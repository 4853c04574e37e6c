//! Reading and writing the private cookie that holds the auth [Token].

use axum_extra::extract::{
    PrivateCookieJar,
    cookie::{Cookie, SameSite},
};
use time::{Duration, OffsetDateTime, UtcOffset};

use crate::{
    Error,
    auth::{Token, UserID},
};

/// The name of the cookie holding the serialized [Token].
pub const COOKIE_TOKEN: &str = "token";
/// The default duration for which auth cookies are valid.
pub const DEFAULT_COOKIE_DURATION: Duration = Duration::minutes(5);

/// Add an auth cookie for `user_id` that expires `duration` from now.
///
/// The expiry is expressed in `local_offset` so that it reads naturally in the logs.
///
/// # Errors
///
/// Returns [Error::JSONSerializationError] if the token could not be serialized.
pub fn set_auth_cookie(
    jar: PrivateCookieJar,
    user_id: UserID,
    duration: Duration,
    local_offset: UtcOffset,
) -> Result<PrivateCookieJar, Error> {
    let expires_at = OffsetDateTime::now_utc().to_offset(local_offset) + duration;

    set_token(jar, &Token {
        user_id,
        expires_at,
    })
}

fn set_token(jar: PrivateCookieJar, token: &Token) -> Result<PrivateCookieJar, Error> {
    let value = serde_json::to_string(token)
        .map_err(|error| Error::JSONSerializationError(error.to_string()))?;

    Ok(jar.add(
        Cookie::build((COOKIE_TOKEN, value))
            .expires(token.expires_at)
            .http_only(true)
            .same_site(SameSite::Strict)
            .secure(true),
    ))
}

/// Read and check the auth token in `jar`.
///
/// # Errors
///
/// Returns:
/// - [Error::CookieMissing] if there is no auth cookie,
/// - [Error::InvalidToken] if the cookie cannot be parsed or the token has expired.
pub fn get_token_from_cookies(jar: &PrivateCookieJar) -> Result<Token, Error> {
    let cookie = jar.get(COOKIE_TOKEN).ok_or(Error::CookieMissing)?;
    let token: Token = serde_json::from_str(cookie.value_trimmed())
        .map_err(|error| Error::InvalidToken(error.to_string()))?;

    if token.is_expired(OffsetDateTime::now_utc()) {
        return Err(Error::InvalidToken("token has expired".to_owned()));
    }

    Ok(token)
}

/// Push the expiry of the auth cookie to `duration` from now, unless it already expires later.
///
/// # Errors
///
/// The cookie jar is not modified if an error is returned.
pub fn extend_auth_cookie_duration_if_needed(
    jar: PrivateCookieJar,
    duration: Duration,
    local_offset: UtcOffset,
) -> Result<PrivateCookieJar, Error> {
    let token = get_token_from_cookies(&jar)?;
    let new_expiry = OffsetDateTime::now_utc().to_offset(local_offset) + duration;

    if new_expiry <= token.expires_at {
        return Ok(jar);
    }

    set_token(jar, &Token {
        user_id: token.user_id,
        expires_at: new_expiry,
    })
}

/// Set the auth cookie to an invalid value and set its max age to zero, which should delete the cookie on the client side.
pub fn invalidate_auth_cookie(jar: PrivateCookieJar) -> PrivateCookieJar {
    jar.add(
        Cookie::build((COOKIE_TOKEN, "deleted"))
            .expires(OffsetDateTime::UNIX_EPOCH)
            .max_age(Duration::ZERO)
            .http_only(true)
            .same_site(SameSite::Strict)
            .secure(true),
    )
}

#[cfg(test)]
mod cookie_tests {
    use axum_extra::extract::{PrivateCookieJar, cookie::Key};
    use sha2::{Digest, Sha512};
    use time::{Duration, OffsetDateTime, UtcOffset};

    use crate::{Error, auth::UserID};

    use super::{
        COOKIE_TOKEN, DEFAULT_COOKIE_DURATION, extend_auth_cookie_duration_if_needed,
        get_token_from_cookies, invalidate_auth_cookie, set_auth_cookie,
    };

    fn get_jar() -> PrivateCookieJar {
        let hash = Sha512::digest(b"foobar");

        PrivateCookieJar::new(Key::from(&hash))
    }

    #[track_caller]
    fn assert_date_time_close(left: OffsetDateTime, right: OffsetDateTime) {
        assert!(
            (left - right).abs() < Duration::seconds(1),
            "got date time {left:?}, want {right:?}"
        );
    }

    #[test]
    fn can_set_and_read_token() {
        let user_id = UserID::new(3);
        let offset = UtcOffset::from_hms(1, 0, 0).unwrap();

        let jar = set_auth_cookie(get_jar(), user_id, DEFAULT_COOKIE_DURATION, offset).unwrap();
        let token = get_token_from_cookies(&jar).unwrap();

        assert_eq!(token.user_id, user_id);
        assert_date_time_close(
            token.expires_at,
            OffsetDateTime::now_utc() + DEFAULT_COOKIE_DURATION,
        );
        assert_eq!(token.expires_at.offset(), offset);
    }

    #[test]
    fn missing_cookie_is_reported() {
        assert_eq!(get_token_from_cookies(&get_jar()), Err(Error::CookieMissing));
    }

    #[test]
    fn expired_token_is_rejected() {
        let jar = set_auth_cookie(
            get_jar(),
            UserID::new(1),
            Duration::seconds(-10),
            UtcOffset::UTC,
        )
        .unwrap();

        assert!(matches!(
            get_token_from_cookies(&jar),
            Err(Error::InvalidToken(_))
        ));
    }

    #[test]
    fn extends_short_lived_cookie() {
        let jar = set_auth_cookie(
            get_jar(),
            UserID::new(1),
            Duration::seconds(5),
            UtcOffset::UTC,
        )
        .unwrap();

        let jar =
            extend_auth_cookie_duration_if_needed(jar, Duration::minutes(10), UtcOffset::UTC)
                .unwrap();

        let token = get_token_from_cookies(&jar).unwrap();
        assert_date_time_close(
            token.expires_at,
            OffsetDateTime::now_utc() + Duration::minutes(10),
        );
        let cookie = jar.get(COOKIE_TOKEN).unwrap();
        assert_date_time_close(cookie.expires_datetime().unwrap(), token.expires_at);
    }

    #[test]
    fn does_not_shorten_long_lived_cookie() {
        let jar = set_auth_cookie(get_jar(), UserID::new(1), Duration::days(7), UtcOffset::UTC)
            .unwrap();
        let want = get_token_from_cookies(&jar).unwrap().expires_at;

        let jar =
            extend_auth_cookie_duration_if_needed(jar, Duration::minutes(5), UtcOffset::UTC)
                .unwrap();

        assert_eq!(get_token_from_cookies(&jar).unwrap().expires_at, want);
    }

    #[test]
    fn invalidate_auth_cookie_succeeds() {
        let jar = set_auth_cookie(
            get_jar(),
            UserID::new(1),
            DEFAULT_COOKIE_DURATION,
            UtcOffset::UTC,
        )
        .unwrap();

        let jar = invalidate_auth_cookie(jar);
        let cookie = jar.get(COOKIE_TOKEN).unwrap();

        assert_eq!(cookie.value(), "deleted");
        assert_eq!(cookie.expires_datetime(), Some(OffsetDateTime::UNIX_EPOCH));
        assert_eq!(cookie.max_age(), Some(Duration::ZERO));
        assert!(matches!(
            get_token_from_cookies(&jar),
            Err(Error::InvalidToken(_))
        ));
    }
}
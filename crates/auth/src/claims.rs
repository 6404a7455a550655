use chrono::{DateTime, Utc};
use serde::{Deserialize, Serialize};
use thiserror::Error;
use uuid::Uuid;

use scribe_core::UserId;

/// Allowed clock skew for `iat` in the future.
const MAX_CLOCK_SKEW_SECS: i64 = 30;

/// Access credential claims.
///
/// Standard JWT claim names; timestamps are seconds since the Unix epoch.
#[derive(Debug, Clone, PartialEq, Eq, Serialize, Deserialize)]
pub struct AccessClaims {
    /// Subject: the user id.
    pub sub: UserId,

    pub email: String,

    /// Issued-at.
    pub iat: i64,

    /// Expiration.
    pub exp: i64,

    /// Unique token id; two credentials minted in the same second still differ.
    pub jti: Uuid,
}

impl AccessClaims {
    /// `None` when `issued_at + ttl` falls outside the representable range.
    pub fn new(sub: UserId, email: impl Into<String>, issued_at: DateTime<Utc>, ttl: chrono::Duration) -> Option<Self> {
        let expires_at = issued_at.checked_add_signed(ttl)?;
        Some(Self {
            sub,
            email: email.into(),
            iat: issued_at.timestamp(),
            exp: expires_at.timestamp(),
            jti: Uuid::new_v4(),
        })
    }
}

#[derive(Debug, Error, Clone, PartialEq, Eq)]
pub enum TokenValidationError {
    #[error("token has expired")]
    Expired,

    #[error("token not yet valid (iat is in the future)")]
    NotYetValid,

    #[error("invalid token time window (exp <= iat)")]
    InvalidTimeWindow,
}

/// Deterministically validate decoded claims against `now`.
///
/// Signature verification happens in [`TokenCodec`](crate::TokenCodec); this
/// only checks the time window.
pub fn validate_claims(claims: &AccessClaims, now: DateTime<Utc>) -> Result<(), TokenValidationError> {
    let now = now.timestamp();
    if claims.exp <= claims.iat {
        return Err(TokenValidationError::InvalidTimeWindow);
    }
    if claims.iat > now + MAX_CLOCK_SKEW_SECS {
        return Err(TokenValidationError::NotYetValid);
    }
    if now >= claims.exp {
        return Err(TokenValidationError::Expired);
    }
    Ok(())
}
//! Infrastructure event bus implementations.
//!
//! The bus abstraction lives in `scribe-events` as pure mechanics. This module
//! provides the durable Redis Streams transport for user lifecycle events.

#[cfg(feature = "redis")]
pub mod redis_streams;

#[cfg(feature = "redis")]
pub use redis_streams::{RedisStreamsError, RedisStreamsEventBus};
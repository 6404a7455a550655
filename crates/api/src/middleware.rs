//! Two composable middleware stages:
//!
//! 1. [`authenticate`]: bearer extraction + [`Verifier`]; inserts [`PrincipalContext`]
//! 2. [`require_permission`]: resolves the caller's permission set once per
//!    request and checks one permission; must run after stage 1
//!
//! Routes can take stage 1 alone (authentication only) or both.

use std::sync::Arc;

use axum::{
    extract::{Request, State},
    http::HeaderMap,
    middleware::Next,
    response::Response,
};

use scribe_auth::{AuthError, Permission, PermissionEvaluator, Verifier, authorize};
use scribe_infra::IdentityBackend;

use crate::app::errors::{auth_error_to_response, introspection_error_response};
use crate::context::{PermissionContext, PrincipalContext};

#[derive(Clone)]
pub struct AuthState {
    verifier: Arc<dyn Verifier>,
    introspection: bool,
}

impl AuthState {
    pub fn new(verifier: Arc<dyn Verifier>) -> Self {
        Self {
            verifier,
            introspection: false,
        }
    }

    /// Stage guarding the introspection endpoint; a missing or inactive
    /// subject answers 404 instead of 401.
    pub fn for_introspection(verifier: Arc<dyn Verifier>) -> Self {
        Self {
            verifier,
            introspection: true,
        }
    }

    fn reject(&self, err: AuthError) -> Response {
        if self.introspection {
            introspection_error_response(err)
        } else {
            auth_error_to_response(err)
        }
    }
}

pub async fn authenticate(State(state): State<AuthState>, mut req: Request, next: Next) -> Response {
    let token = match extract_bearer(req.headers()) {
        Ok(token) => token.to_string(),
        Err(err) => return state.reject(err),
    };

    match state.verifier.verify(&token).await {
        Ok(identity) => {
            req.extensions_mut().insert(PrincipalContext::new(identity));
            next.run(req).await
        }
        Err(err) => state.reject(err),
    }
}

/// State for one [`require_permission`] stage.
#[derive(Clone)]
pub struct PermissionGuard {
    evaluator: Arc<PermissionEvaluator<Arc<dyn IdentityBackend>>>,
    required: Permission,
}

impl PermissionGuard {
    pub fn new(
        evaluator: Arc<PermissionEvaluator<Arc<dyn IdentityBackend>>>,
        required: impl Into<Permission>,
    ) -> Self {
        Self {
            evaluator,
            required: required.into(),
        }
    }
}

pub async fn require_permission(State(guard): State<PermissionGuard>, mut req: Request, next: Next) -> Response {
    let identity = req.extensions().get::<PrincipalContext>().map(|p| p.identity().clone());
    let Some(identity) = identity else {
        return auth_error_to_response(AuthError::Unauthenticated);
    };

    let permissions = match req.extensions().get::<PermissionContext>() {
        Some(cached) => cached.permissions().clone(),
        None => match guard.evaluator.resolve(Some(&identity)).await {
            Ok(resolved) => resolved,
            Err(err) => return auth_error_to_response(err),
        },
    };

    if let Err(err) = authorize(&permissions, &guard.required) {
        tracing::info!(user_id = %identity.id, permission = %guard.required, "permission denied");
        return auth_error_to_response(err);
    }

    req.extensions_mut().insert(PermissionContext::new(permissions));
    next.run(req).await
}

fn extract_bearer(headers: &HeaderMap) -> Result<&str, AuthError> {
    let header = headers
        .get(axum::http::header::AUTHORIZATION)
        .ok_or(AuthError::Unauthenticated)?;

    let header = header.to_str().map_err(|_| AuthError::Unauthenticated)?;

    let header = header.strip_prefix("Bearer ").ok_or(AuthError::Unauthenticated)?;

    let token = header.trim();
    if token.is_empty() {
        return Err(AuthError::Unauthenticated);
    }

    Ok(token)
}
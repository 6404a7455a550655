use axum::{Json, extract::Extension};

use scribe_auth::PublicUser;

use crate::context::PrincipalContext;

/// GET /profile (authenticated).
///
/// Also the introspection endpoint dependent services call; the verifier has
/// already confirmed the subject exists and is active (404 otherwise).
pub async fn profile(Extension(principal): Extension<PrincipalContext>) -> Json<PublicUser> {
    Json(PublicUser::from(principal.identity()))
}
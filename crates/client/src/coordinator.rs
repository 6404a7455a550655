//! Single-flight credential refresh.
//!
//! Every caller that hits an expired access token asks the coordinator for a
//! new one. The first caller while [`State::Idle`] starts exactly one network
//! refresh; everyone arriving while it is in flight queues behind it and
//! receives the same result, in arrival order.
//!
//! The refresh runs on its own task, so a caller that gives up (dropped
//! future) never strands the rest of the queue. The call is bounded by a
//! timeout; a timeout is a failed refresh.

use std::collections::VecDeque;
use std::sync::{Arc, Mutex, PoisonError};
use std::time::Duration;

use tokio::sync::oneshot;
use tracing::{debug, warn};

use crate::session::{LoginNavigator, TokenStore};
use crate::refresher::TokenRefresher;

pub const DEFAULT_REFRESH_TIMEOUT: Duration = Duration::from_secs(10);

type Waiter = oneshot::Sender<Option<String>>;

enum State {
    Idle,
    Refreshing { waiters: VecDeque<Waiter> },
}

struct Inner {
    state: Mutex<State>,
    tokens: Arc<dyn TokenStore>,
    refresher: Arc<dyn TokenRefresher>,
    navigator: Arc<dyn LoginNavigator>,
    timeout: Duration,
}

/// One per client session. Cheap to clone; clones share the same state.
#[derive(Clone)]
pub struct RefreshCoordinator {
    inner: Arc<Inner>,
}

impl RefreshCoordinator {
    pub fn new(
        tokens: Arc<dyn TokenStore>,
        refresher: Arc<dyn TokenRefresher>,
        navigator: Arc<dyn LoginNavigator>,
    ) -> Self {
        Self::with_timeout(tokens, refresher, navigator, DEFAULT_REFRESH_TIMEOUT)
    }

    pub fn with_timeout(
        tokens: Arc<dyn TokenStore>,
        refresher: Arc<dyn TokenRefresher>,
        navigator: Arc<dyn LoginNavigator>,
        timeout: Duration,
    ) -> Self {
        Self {
            inner: Arc::new(Inner {
                state: Mutex::new(State::Idle),
                tokens,
                refresher,
                navigator,
                timeout,
            }),
        }
    }

    pub fn is_refreshing(&self) -> bool {
        matches!(*self.inner.lock_state(), State::Refreshing { .. })
    }

    /// New access token, or `None` if the session could not be refreshed
    /// (credentials are cleared and the login hook has fired by then).
    pub async fn refresh(&self) -> Option<String> {
        let (tx, rx) = oneshot::channel();

        let leader = {
            let mut state = self.inner.lock_state();
            match &mut *state {
                State::Refreshing { waiters } => {
                    waiters.push_back(tx);
                    debug!(queued = waiters.len(), "refresh in flight; waiting");
                    false
                }
                State::Idle => {
                    *state = State::Refreshing {
                        waiters: VecDeque::from([tx]),
                    };
                    true
                }
            }
        };

        if leader {
            let inner = self.inner.clone();
            tokio::spawn(async move { inner.run().await });
        }

        rx.await.ok().flatten()
    }
}

impl Inner {
    fn lock_state(&self) -> std::sync::MutexGuard<'_, State> {
        self.state.lock().unwrap_or_else(PoisonError::into_inner)
    }

    async fn run(&self) {
        let outcome = match self.call_refresher().await {
            Ok(token) => {
                self.tokens.set_access_token(token.clone());
                debug!("access token refreshed");
                Some(token)
            }
            Err(reason) => {
                warn!(reason = %reason, "token refresh failed; clearing session");
                self.tokens.clear();
                self.navigator.redirect_to_login();
                None
            }
        };

        let waiters = match std::mem::replace(&mut *self.lock_state(), State::Idle) {
            State::Refreshing { waiters } => waiters,
            State::Idle => VecDeque::new(),
        };

        for waiter in waiters {
            // receiver gone means that caller stopped waiting
            let _ = waiter.send(outcome.clone());
        }
    }

    async fn call_refresher(&self) -> Result<String, String> {
        let Some(refresh_token) = self.tokens.refresh_token() else {
            return Err("no refresh token stored".to_string());
        };

        match tokio::time::timeout(self.timeout, self.refresher.refresh(&refresh_token)).await {
            Ok(Ok(token)) => Ok(token),
            Ok(Err(e)) => Err(e.to_string()),
            Err(_) => Err(format!("refresh timed out after {:?}", self.timeout)),
        }
    }
}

-----

TASK DESCRIPTION: The required output is the exact run of lines from the beginning of the records to the line with "- [Error::CookieMissing] if", that line included.

RESULT FOR THIS TASK:
repository 4853c04574e37e6c
//! Reading and writing the private cookie that holds the auth [Token].

use axum_extra::extract::{
    PrivateCookieJar,
    cookie::{Cookie, SameSite},
};
use time::{Duration, OffsetDateTime, UtcOffset};

use crate::{
    Error,
    auth::{Token, UserID},
};

/// The name of the cookie holding the serialized [Token].
pub const COOKIE_TOKEN: &str = "token";
/// The default duration for which auth cookies are valid.
pub const DEFAULT_COOKIE_DURATION: Duration = Duration::minutes(5);

/// Add an auth cookie for `user_id` that expires `duration` from now.
///
/// The expiry is expressed in `local_offset` so that it reads naturally in the logs.
///
/// # Errors
///
/// Returns [Error::JSONSerializationError] if the token could not be serialized.
pub fn set_auth_cookie(
    jar: PrivateCookieJar,
    user_id: UserID,
    duration: Duration,
    local_offset: UtcOffset,
) -> Result<PrivateCookieJar, Error> {
    let expires_at = OffsetDateTime::now_utc().to_offset(local_offset) + duration;

    set_token(jar, &Token {
        user_id,
        expires_at,
    })
}

fn set_token(jar: PrivateCookieJar, token: &Token) -> Result<PrivateCookieJar, Error> {
    let value = serde_json::to_string(token)
        .map_err(|error| Error::JSONSerializationError(error.to_string()))?;

    Ok(jar.add(
        Cookie::build((COOKIE_TOKEN, value))
            .expires(token.expires_at)
            .http_only(true)
            .same_site(SameSite::Strict)
            .secure(true),
    ))
}

/// Read and check the auth token in `jar`.
///
/// # Errors
///
/// Returns:
/// - [Error::CookieMissing] if there is no auth cookie,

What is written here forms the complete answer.